Colombian politician (born 1945)

Norman Maurice Armitage (born 13 June 1945) is a Colombian businessman, politician, and philanthropist who served as the mayor of Cali, the third-largest city in Colombia and the economic hub of Southwestern Colombia from 2016 to 2019.

==Education and early career==
Armitage studied law at the university and then went to work in steel mining. He bought his first company SIDOC (Siderúrgica de Occidente) which he still owns. Armitage also owns Ingenio de Occidente which is an Agribusiness company whose main product is refined sugar and owns 3,000 hectares of land used for production. Armitage is also a shareholder of Cementos San Marcos and is a part of the board of directors of the Cali Chamber of Commerce and Fenalco Valle.

=== Social Work ===
Armitage is well known for his philanthropy and social work in the suburbs, such as Siloé. He endorsed the peace process to end the armed conflict in Colombia and volunteered to put his foundation to use to help destroy weapons when the (M19) demobilised. All of the companies owned by Armitage split a share of the profits with their employees every 3 months and he advocates paying more than the standard minimum wage to his workers.

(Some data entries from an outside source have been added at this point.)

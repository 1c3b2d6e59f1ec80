mod bounds;
pub use self::bounds::*;

mod minmax;
pub use self::minmax::*;

mod projection;
pub use self::projection::*;

mod statistics;
pub use self::statistics::*;
use float_ord::FloatOrd;
use itertools::Itertools;
use rockdiff_core::geometry::{signed_area, Polygon};
use rockdiff_core::nalgebra::Point2;

use crate::delaunay::orientation;

/// 2D convex hull with Andrew's monotone chain algorithm.
/// Returns the indices of the hull vertices within `points` in counter-clockwise order, starting at the
/// lexicographically smallest point. Collinear points on hull edges are not part of the result. Returns fewer than
/// three indices if the points are all collinear or coincide
pub fn convex_hull(points: &[Point2<f64>]) -> Vec<usize> {
    let sorted = (0..points.len())
        .sorted_by_key(|&index| (FloatOrd(points[index].x), FloatOrd(points[index].y)))
        .dedup_by(|a, b| points[*a] == points[*b])
        .collect::<Vec<_>>();
    if sorted.len() < 3 {
        return sorted;
    }

    let turns_left = |hull: &[usize], next: usize| {
        orientation(
            &points[hull[hull.len() - 2]],
            &points[hull[hull.len() - 1]],
            &points[next],
        ) > 0.0
    };

    let mut hull: Vec<usize> = Vec::with_capacity(2 * sorted.len());
    for &index in sorted.iter() {
        while hull.len() >= 2 && !turns_left(&hull, index) {
            hull.pop();
        }
        hull.push(index);
    }
    let lower_len = hull.len() + 1;
    for &index in sorted.iter().rev().skip(1) {
        while hull.len() >= lower_len && !turns_left(&hull, index) {
            hull.pop();
        }
        hull.push(index);
    }
    // The last point is the first point again
    hull.pop();
    hull
}

/// Convex hull of the given points as a polygon. Returns `None` if the hull has no area
pub fn convex_hull_polygon(points: &[Point2<f64>]) -> Option<Polygon> {
    let hull = convex_hull(points);
    if hull.len() < 3 {
        return None;
    }
    Some(Polygon::new(
        hull.into_iter().map(|index| points[index]).collect(),
    ))
}

/// Area of the convex hull of the given points
pub fn convex_hull_area(points: &[Point2<f64>]) -> f64 {
    let hull = convex_hull(points)
        .into_iter()
        .map(|index| points[index])
        .collect::<Vec<_>>();
    signed_area(&hull).abs()
}
//! Reading and writing of change point clouds as delimited text.
//!
//! The [ascii] module reads the tabular output of a distance computation (M3C2 or cloud-to-cloud) into a
//! [PointCloud](rockdiff_core::containers::PointCloud), tolerating files with and without a header row, and writes
//! the artifacts of a change detection run: the clustered cloud, the cluster summary table and one file per
//! cluster.
//!
//! Failures to open or create a file are reported as [ChangeError::Io](rockdiff_core::ChangeError::Io) inside the
//! returned `anyhow::Error`, so callers can always recover the offending path with `downcast_ref`.

pub mod ascii;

== Mayor of Cali (2016-2019) ==
===Peace in Colombia===
Due to his past experiences, including the experience of being kidnapped, Armitage became more involved in charitable causes and organizations that sought to bring peace to Colombia. Subsequently when President Juan Manuel Santos announced to the world and to the Colombian people that he was holding peace talks with the FARC in Havana, Cuba, Maurice Armitage formed part of a group of victims who travelled to Havana to take part in the peace talks and help the Government.

==Personal life==
Armitage is married to Patricia Tello Dorronsoro and they have two daughters. Armitage's father was English and his mother was from Antioquia. Armitage was a cousin of former Colombian senator and politician Esmeralda Arboleda Cadavid, as well as Arboleda's sister, Mireya Arboleda, a classical pianist.